■ EXERCISE REQUIREMENTS
Going through the entries below, find how many lines hold "filename", then give that number alone.

:: RECORDS FOR THE EXERCISE ::

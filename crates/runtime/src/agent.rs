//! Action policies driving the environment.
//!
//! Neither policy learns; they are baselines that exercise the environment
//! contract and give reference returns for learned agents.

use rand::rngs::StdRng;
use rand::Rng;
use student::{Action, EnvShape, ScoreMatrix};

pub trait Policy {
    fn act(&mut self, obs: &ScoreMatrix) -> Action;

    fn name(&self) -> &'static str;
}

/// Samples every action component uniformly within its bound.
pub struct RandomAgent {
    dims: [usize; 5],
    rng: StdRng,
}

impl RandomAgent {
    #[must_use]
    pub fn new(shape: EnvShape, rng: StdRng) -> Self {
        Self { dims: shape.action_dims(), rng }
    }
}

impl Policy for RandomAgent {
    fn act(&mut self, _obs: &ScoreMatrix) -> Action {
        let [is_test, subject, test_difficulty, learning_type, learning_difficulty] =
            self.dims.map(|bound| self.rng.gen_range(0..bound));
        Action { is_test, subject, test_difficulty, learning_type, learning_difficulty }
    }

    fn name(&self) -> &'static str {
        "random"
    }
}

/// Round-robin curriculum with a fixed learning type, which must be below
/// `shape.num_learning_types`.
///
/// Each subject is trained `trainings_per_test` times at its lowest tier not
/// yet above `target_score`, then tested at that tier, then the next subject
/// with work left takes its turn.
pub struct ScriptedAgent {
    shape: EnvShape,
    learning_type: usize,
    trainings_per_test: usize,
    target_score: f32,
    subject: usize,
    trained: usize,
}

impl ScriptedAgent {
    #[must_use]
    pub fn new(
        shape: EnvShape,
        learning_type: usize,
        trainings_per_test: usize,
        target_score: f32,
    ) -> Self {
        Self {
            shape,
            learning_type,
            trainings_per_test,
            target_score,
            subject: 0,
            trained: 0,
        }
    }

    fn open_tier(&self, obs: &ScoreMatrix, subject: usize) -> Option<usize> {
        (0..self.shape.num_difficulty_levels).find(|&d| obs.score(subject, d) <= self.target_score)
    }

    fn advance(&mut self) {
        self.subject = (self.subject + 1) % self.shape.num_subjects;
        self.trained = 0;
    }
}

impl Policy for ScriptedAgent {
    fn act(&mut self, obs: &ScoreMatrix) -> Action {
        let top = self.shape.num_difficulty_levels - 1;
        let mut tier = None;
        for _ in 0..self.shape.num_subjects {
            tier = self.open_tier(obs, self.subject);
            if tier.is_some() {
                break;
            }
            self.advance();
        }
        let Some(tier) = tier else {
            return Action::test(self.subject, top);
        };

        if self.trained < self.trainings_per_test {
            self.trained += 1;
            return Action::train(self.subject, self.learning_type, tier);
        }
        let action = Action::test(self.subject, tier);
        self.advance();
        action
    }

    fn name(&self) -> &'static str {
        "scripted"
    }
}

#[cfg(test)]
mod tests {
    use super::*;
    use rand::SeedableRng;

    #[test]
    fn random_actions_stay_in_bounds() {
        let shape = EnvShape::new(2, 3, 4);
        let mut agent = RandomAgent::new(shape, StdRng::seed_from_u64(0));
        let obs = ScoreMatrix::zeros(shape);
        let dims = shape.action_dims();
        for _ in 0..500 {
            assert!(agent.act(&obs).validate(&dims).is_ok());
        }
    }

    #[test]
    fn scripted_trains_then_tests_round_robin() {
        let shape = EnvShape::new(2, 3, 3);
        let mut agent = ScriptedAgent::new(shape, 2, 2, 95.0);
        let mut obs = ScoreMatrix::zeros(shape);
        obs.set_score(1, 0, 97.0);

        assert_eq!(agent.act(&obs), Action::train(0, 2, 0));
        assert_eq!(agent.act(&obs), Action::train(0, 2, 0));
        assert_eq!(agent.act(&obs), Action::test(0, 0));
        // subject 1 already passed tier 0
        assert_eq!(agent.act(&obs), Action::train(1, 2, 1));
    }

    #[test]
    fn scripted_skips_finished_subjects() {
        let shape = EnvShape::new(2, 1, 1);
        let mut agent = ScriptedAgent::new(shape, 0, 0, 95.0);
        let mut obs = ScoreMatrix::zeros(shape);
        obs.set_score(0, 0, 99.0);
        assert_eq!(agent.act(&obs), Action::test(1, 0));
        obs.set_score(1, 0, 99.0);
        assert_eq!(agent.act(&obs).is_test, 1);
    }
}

:::
:: RECORDS FOR THE EXERCISE ::

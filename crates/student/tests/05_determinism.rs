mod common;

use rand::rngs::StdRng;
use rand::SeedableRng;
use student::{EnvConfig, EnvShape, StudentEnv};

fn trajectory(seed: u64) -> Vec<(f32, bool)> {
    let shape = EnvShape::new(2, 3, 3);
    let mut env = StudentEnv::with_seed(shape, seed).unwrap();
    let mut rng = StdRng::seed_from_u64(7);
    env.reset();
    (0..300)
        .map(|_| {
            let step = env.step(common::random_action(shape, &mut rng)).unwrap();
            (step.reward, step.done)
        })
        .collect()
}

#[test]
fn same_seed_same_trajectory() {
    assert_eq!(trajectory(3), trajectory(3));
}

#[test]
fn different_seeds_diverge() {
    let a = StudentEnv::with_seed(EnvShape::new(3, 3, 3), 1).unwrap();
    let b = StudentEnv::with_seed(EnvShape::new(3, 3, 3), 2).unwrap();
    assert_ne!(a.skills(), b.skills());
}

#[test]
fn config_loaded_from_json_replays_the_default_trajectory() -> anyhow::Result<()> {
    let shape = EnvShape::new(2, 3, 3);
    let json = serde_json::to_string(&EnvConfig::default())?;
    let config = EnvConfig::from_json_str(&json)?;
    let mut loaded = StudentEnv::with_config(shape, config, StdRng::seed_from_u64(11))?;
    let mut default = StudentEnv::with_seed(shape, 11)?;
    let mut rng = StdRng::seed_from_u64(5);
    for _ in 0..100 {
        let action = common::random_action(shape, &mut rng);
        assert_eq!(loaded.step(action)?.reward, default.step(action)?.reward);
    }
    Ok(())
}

:::

■ SOLUTION BELOW
2